> [Activity]
Give every line below again, exactly as it appears.

> [Provided material]
******

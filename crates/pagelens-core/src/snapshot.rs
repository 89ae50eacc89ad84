//! Durable metadata snapshot: record id → record, rewritten wholesale.
//!
//! The extraction orchestrator rewrites the snapshot after every completed
//! page, so the file on disk is always a complete, valid JSON document as of
//! the last page boundary. A crash mid-page loses at most that page's
//! partial work.

use std::collections::BTreeMap;
use std::path::Path;

use thiserror::Error;

use crate::PageImageRecord;

/// The full metadata mapping for one document.
pub type Snapshot = BTreeMap<String, PageImageRecord>;

#[derive(Error, Debug)]
pub enum SnapshotError {
    #[error("IO error: {0}")]
    Io(#[from] std::io::Error),
    #[error("snapshot serialization error: {0}")]
    Json(#[from] serde_json::Error),
}

/// Overwrite the snapshot file with the current mapping, pretty-printed
/// UTF-8 JSON. Whole-file overwrite, never append.
pub fn write_snapshot(path: &Path, snapshot: &Snapshot) -> Result<(), SnapshotError> {
    let json = serde_json::to_string_pretty(snapshot)?;
    std::fs::write(path, json)?;
    Ok(())
}

pub fn read_snapshot(path: &Path) -> Result<Snapshot, SnapshotError> {
    let content = std::fs::read_to_string(path)?;
    Ok(serde_json::from_str(&content)?)
}
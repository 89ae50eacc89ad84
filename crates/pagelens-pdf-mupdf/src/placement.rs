//! Embedded-image enumeration via lopdf.
//!
//! Images are the `Image`-subtype XObjects of a page's resource dictionary;
//! their placement is found by walking the page content stream with a small
//! CTM interpreter (`q`/`Q`/`cm`/`Do`). An image drawn by `Do` occupies the
//! unit square transformed by the CTM in effect at that operator.

use std::collections::HashMap;

use lopdf::content::{Content, Operation};
use lopdf::{Dictionary, Object, ObjectId};
use tracing::debug;

use pagelens_core::geometry::Rect;
use pagelens_core::pdf::{EmbeddedImage, PdfError};

/// Row-vector affine matrix `[a b c d e f]`, PDF convention.
#[derive(Debug, Clone, Copy, PartialEq)]
struct Ctm {
    a: f32,
    b: f32,
    c: f32,
    d: f32,
    e: f32,
    f: f32,
}

impl Ctm {
    const IDENTITY: Ctm = Ctm {
        a: 1.0,
        b: 0.0,
        c: 0.0,
        d: 1.0,
        e: 0.0,
        f: 0.0,
    };

    /// `cm` concatenation: the operand matrix is applied before the current
    /// transform, so the new CTM is `m × self`.
    fn concat(&self, m: &Ctm) -> Ctm {
        Ctm {
            a: m.a * self.a + m.b * self.c,
            b: m.a * self.b + m.b * self.d,
            c: m.c * self.a + m.d * self.c,
            d: m.c * self.b + m.d * self.d,
            e: m.e * self.a + m.f * self.c + self.e,
            f: m.e * self.b + m.f * self.d + self.f,
        }
    }

    /// Bounding box of the transformed unit square, still in PDF user space
    /// (origin bottom-left, y up).
    fn unit_square_bbox(&self) -> (f32, f32, f32, f32) {
        let xs = [
            self.e,
            self.a + self.e,
            self.c + self.e,
            self.a + self.c + self.e,
        ];
        let ys = [
            self.f,
            self.b + self.f,
            self.d + self.f,
            self.b + self.d + self.f,
        ];
        let min_x = xs.iter().copied().fold(f32::INFINITY, f32::min);
        let max_x = xs.iter().copied().fold(f32::NEG_INFINITY, f32::max);
        let min_y = ys.iter().copied().fold(f32::INFINITY, f32::min);
        let max_y = ys.iter().copied().fold(f32::NEG_INFINITY, f32::max);
        (min_x, min_y, max_x, max_y)
    }
}

fn operand_to_f32(obj: &Object) -> Option<f32> {
    match obj {
        Object::Integer(i) => Some(*i as f32),
        Object::Real(r) => Some(*r as f32),
        _ => None,
    }
}

fn resolve<'a>(doc: &'a lopdf::Document, obj: &'a Object) -> &'a Object {
    match obj {
        Object::Reference(id) => doc.get_object(*id).unwrap_or(obj),
        _ => obj,
    }
}

/// Collect the page's image XObjects: name → intrinsic pixel dimensions.
fn image_xobjects(
    doc: &lopdf::Document,
    page_id: ObjectId,
) -> Result<Vec<(Vec<u8>, u32, u32)>, PdfError> {
    let (direct, inherited_ids) = doc
        .get_page_resources(page_id)
        .map_err(|e| PdfError::Enumerate(e.to_string()))?;

    let mut resource_dicts: Vec<&Dictionary> = Vec::new();
    if let Some(dict) = direct {
        resource_dicts.push(dict);
    }
    for id in inherited_ids {
        if let Ok(obj) = doc.get_object(id) {
            if let Ok(dict) = obj.as_dict() {
                resource_dicts.push(dict);
            }
        }
    }

    let mut images = Vec::new();
    for resources in resource_dicts {
        let Ok(xobjects) = resources.get(b"XObject") else {
            continue;
        };
        let Ok(xobjects) = resolve(doc, xobjects).as_dict() else {
            continue;
        };
        for (name, value) in xobjects.iter() {
            let Ok(stream) = resolve(doc, value).as_stream() else {
                continue;
            };
            let is_image = stream
                .dict
                .get(b"Subtype")
                .and_then(|s| s.as_name())
                .map(|n| n == b"Image")
                .unwrap_or(false);
            if !is_image {
                continue;
            }
            let width = stream.dict.get(b"Width").and_then(|w| w.as_i64()).unwrap_or(0);
            let height = stream.dict.get(b"Height").and_then(|h| h.as_i64()).unwrap_or(0);
            images.push((name.clone(), width.max(0) as u32, height.max(0) as u32));
        }
    }
    Ok(images)
}

/// Walk content-stream operations and record the CTM bounding box at the
/// first `Do` of each named image, keyed by XObject name.
fn placements_from_operations(operations: &[Operation]) -> HashMap<Vec<u8>, (f32, f32, f32, f32)> {
    let mut placements: HashMap<Vec<u8>, (f32, f32, f32, f32)> = HashMap::new();
    let mut stack: Vec<Ctm> = Vec::new();
    let mut ctm = Ctm::IDENTITY;

    for op in operations {
        match op.operator.as_str() {
            "q" => stack.push(ctm),
            "Q" => ctm = stack.pop().unwrap_or(Ctm::IDENTITY),
            "cm" => {
                let values: Vec<f32> =
                    op.operands.iter().filter_map(operand_to_f32).collect();
                if let [a, b, c, d, e, f] = values[..] {
                    ctm = ctm.concat(&Ctm { a, b, c, d, e, f });
                }
            }
            "Do" => {
                if let Some(Ok(name)) = op.operands.first().map(|o| o.as_name()) {
                    placements
                        .entry(name.to_vec())
                        .or_insert_with(|| ctm.unit_square_bbox());
                }
            }
            _ => {}
        }
    }
    placements
}

/// Enumerate a page's embedded images with their placements.
///
/// Placement is converted from PDF user space (y up) to the rasterizer's
/// top-left-origin space using the page height. Images never drawn by a
/// top-level `Do` (e.g. only referenced from form XObjects) get
/// `placement: None`, which the crop resolver treats as the full page.
pub fn page_embedded_images(
    doc: &lopdf::Document,
    page_id: ObjectId,
    page_height: f32,
) -> Result<Vec<EmbeddedImage>, PdfError> {
    let images = image_xobjects(doc, page_id)?;
    if images.is_empty() {
        return Ok(Vec::new());
    }

    let content = doc
        .get_page_content(page_id)
        .map_err(|e| PdfError::Enumerate(e.to_string()))?;
    let content = Content::decode(&content).map_err(|e| PdfError::Enumerate(e.to_string()))?;
    let placements = placements_from_operations(&content.operations);

    let mut result = Vec::new();
    for (name, pixel_width, pixel_height) in images {
        let placement = placements.get(&name).map(|&(x0, y0, x1, y1)| {
            Rect::new(x0, page_height - y1, x1, page_height - y0)
        });
        if placement.is_none() {
            debug!(
                name = %String::from_utf8_lossy(&name),
                "no placement found for image XObject"
            );
        }
        result.push(EmbeddedImage {
            pixel_width,
            pixel_height,
            placement,
        });
    }
    Ok(result)
}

******

> [Reply to the exercise]
filename crates/pagelens-core/src/snapshot.rs
repository 89ae50eacc89ad84
//! Durable metadata snapshot: record id → record, rewritten wholesale.
//!
//! The extraction orchestrator rewrites the snapshot after every completed
//! page, so the file on disk is always a complete, valid JSON document as of
//! the last page boundary. A crash mid-page loses at most that page's
//! partial work.

use std::collections::BTreeMap;
use std::path::Path;

use thiserror::Error;

use crate::PageImageRecord;

/// The full metadata mapping for one document.
pub type Snapshot = BTreeMap<String, PageImageRecord>;

#[derive(Error, Debug)]
pub enum SnapshotError {
    #[error("IO error: {0}")]
    Io(#[from] std::io::Error),
    #[error("snapshot serialization error: {0}")]
    Json(#[from] serde_json::Error),
}

/// Overwrite the snapshot file with the current mapping, pretty-printed
/// UTF-8 JSON. Whole-file overwrite, never append.
pub fn write_snapshot(path: &Path, snapshot: &Snapshot) -> Result<(), SnapshotError> {
    let json = serde_json::to_string_pretty(snapshot)?;
    std::fs::write(path, json)?;
    Ok(())
}

pub fn read_snapshot(path: &Path) -> Result<Snapshot, SnapshotError> {
    let content = std::fs::read_to_string(path)?;
    Ok(serde_json::from_str(&content)?)
}
repository 89ae50eacc89ad84
filename crates/pagelens-pdf-mupdf/src/placement.rs
//! Embedded-image enumeration via lopdf.
//!
//! Images are the `Image`-subtype XObjects of a page's resource dictionary;
//! their placement is found by walking the page content stream with a small
//! CTM interpreter (`q`/`Q`/`cm`/`Do`). An image drawn by `Do` occupies the
//! unit square transformed by the CTM in effect at that operator.

use std::collections::HashMap;

use lopdf::content::{Content, Operation};
use lopdf::{Dictionary, Object, ObjectId};
use tracing::debug;

use pagelens_core::geometry::Rect;
use pagelens_core::pdf::{EmbeddedImage, PdfError};

/// Row-vector affine matrix `[a b c d e f]`, PDF convention.
#[derive(Debug, Clone, Copy, PartialEq)]
struct Ctm {
    a: f32,
    b: f32,
    c: f32,
    d: f32,
    e: f32,
    f: f32,
}

impl Ctm {
    const IDENTITY: Ctm = Ctm {
        a: 1.0,
        b: 0.0,
        c: 0.0,
        d: 1.0,
        e: 0.0,
        f: 0.0,
    };

    /// `cm` concatenation: the operand matrix is applied before the current
    /// transform, so the new CTM is `m × self`.
    fn concat(&self, m: &Ctm) -> Ctm {
        Ctm {
            a: m.a * self.a + m.b * self.c,
            b: m.a * self.b + m.b * self.d,
            c: m.c * self.a + m.d * self.c,
            d: m.c * self.b + m.d * self.d,
            e: m.e * self.a + m.f * self.c + self.e,
            f: m.e * self.b + m.f * self.d + self.f,
        }
    }

    /// Bounding box of the transformed unit square, still in PDF user space
    /// (origin bottom-left, y up).
    fn unit_square_bbox(&self) -> (f32, f32, f32, f32) {
        let xs = [
            self.e,
            self.a + self.e,
            self.c + self.e,
            self.a + self.c + self.e,
        ];
        let ys = [
            self.f,
            self.b + self.f,
            self.d + self.f,
            self.b + self.d + self.f,
        ];
        let min_x = xs.iter().copied().fold(f32::INFINITY, f32::min);
        let max_x = xs.iter().copied().fold(f32::NEG_INFINITY, f32::max);
        let min_y = ys.iter().copied().fold(f32::INFINITY, f32::min);
        let max_y = ys.iter().copied().fold(f32::NEG_INFINITY, f32::max);
        (min_x, min_y, max_x, max_y)
    }
}

fn operand_to_f32(obj: &Object) -> Option<f32> {
    match obj {
        Object::Integer(i) => Some(*i as f32),
        Object::Real(r) => Some(*r as f32),
        _ => None,
    }
}

fn resolve<'a>(doc: &'a lopdf::Document, obj: &'a Object) -> &'a Object {
    match obj {
        Object::Reference(id) => doc.get_object(*id).unwrap_or(obj),
        _ => obj,
    }
}

/// Collect the page's image XObjects: name → intrinsic pixel dimensions.
fn image_xobjects(
    doc: &lopdf::Document,
    page_id: ObjectId,
) -> Result<Vec<(Vec<u8>, u32, u32)>, PdfError> {
    let (direct, inherited_ids) = doc
        .get_page_resources(page_id)
        .map_err(|e| PdfError::Enumerate(e.to_string()))?;

    let mut resource_dicts: Vec<&Dictionary> = Vec::new();
    if let Some(dict) = direct {
        resource_dicts.push(dict);
    }
    for id in inherited_ids {
        if let Ok(obj) = doc.get_object(id) {
            if let Ok(dict) = obj.as_dict() {
                resource_dicts.push(dict);
            }
        }
    }

    let mut images = Vec::new();
    for resources in resource_dicts {
        let Ok(xobjects) = resources.get(b"XObject") else {
            continue;
        };
        let Ok(xobjects) = resolve(doc, xobjects).as_dict() else {
            continue;
        };
        for (name, value) in xobjects.iter() {
            let Ok(stream) = resolve(doc, value).as_stream() else {
                continue;
            };
            let is_image = stream
                .dict
                .get(b"Subtype")
                .and_then(|s| s.as_name())
                .map(|n| n == b"Image")
                .unwrap_or(false);
            if !is_image {
                continue;
            }
            let width = stream.dict.get(b"Width").and_then(|w| w.as_i64()).unwrap_or(0);
            let height = stream.dict.get(b"Height").and_then(|h| h.as_i64()).unwrap_or(0);
            images.push((name.clone(), width.max(0) as u32, height.max(0) as u32));
        }
    }
    Ok(images)
}

/// Walk content-stream operations and record the CTM bounding box at the
/// first `Do` of each named image, keyed by XObject name.
fn placements_from_operations(operations: &[Operation]) -> HashMap<Vec<u8>, (f32, f32, f32, f32)> {
    let mut placements: HashMap<Vec<u8>, (f32, f32, f32, f32)> = HashMap::new();
    let mut stack: Vec<Ctm> = Vec::new();
    let mut ctm = Ctm::IDENTITY;

    for op in operations {
        match op.operator.as_str() {
            "q" => stack.push(ctm),
            "Q" => ctm = stack.pop().unwrap_or(Ctm::IDENTITY),
            "cm" => {
                let values: Vec<f32> =
                    op.operands.iter().filter_map(operand_to_f32).collect();
                if let [a, b, c, d, e, f] = values[..] {
                    ctm = ctm.concat(&Ctm { a, b, c, d, e, f });
                }
            }
            "Do" => {
                if let Some(Ok(name)) = op.operands.first().map(|o| o.as_name()) {
                    placements
                        .entry(name.to_vec())
                        .or_insert_with(|| ctm.unit_square_bbox());
                }
            }
            _ => {}
        }
    }
    placements
}

/// Enumerate a page's embedded images with their placements.
///
/// Placement is converted from PDF user space (y up) to the rasterizer's
/// top-left-origin space using the page height. Images never drawn by a
/// top-level `Do` (e.g. only referenced from form XObjects) get
/// `placement: None`, which the crop resolver treats as the full page.
pub fn page_embedded_images(
    doc: &lopdf::Document,
    page_id: ObjectId,
    page_height: f32,
) -> Result<Vec<EmbeddedImage>, PdfError> {
    let images = image_xobjects(doc, page_id)?;
    if images.is_empty() {
        return Ok(Vec::new());
    }

    let content = doc
        .get_page_content(page_id)
        .map_err(|e| PdfError::Enumerate(e.to_string()))?;
    let content = Content::decode(&content).map_err(|e| PdfError::Enumerate(e.to_string()))?;
    let placements = placements_from_operations(&content.operations);

    let mut result = Vec::new();
    for (name, pixel_width, pixel_height) in images {
        let placement = placements.get(&name).map(|&(x0, y0, x1, y1)| {
            Rect::new(x0, page_height - y1, x1, page_height - y0)
        });
        if placement.is_none() {
            debug!(
                name = %String::from_utf8_lossy(&name),
                "no placement found for image XObject"
            );
        }
        result.push(EmbeddedImage {
            pixel_width,
            pixel_height,
            placement,
        });
    }
    Ok(result)
}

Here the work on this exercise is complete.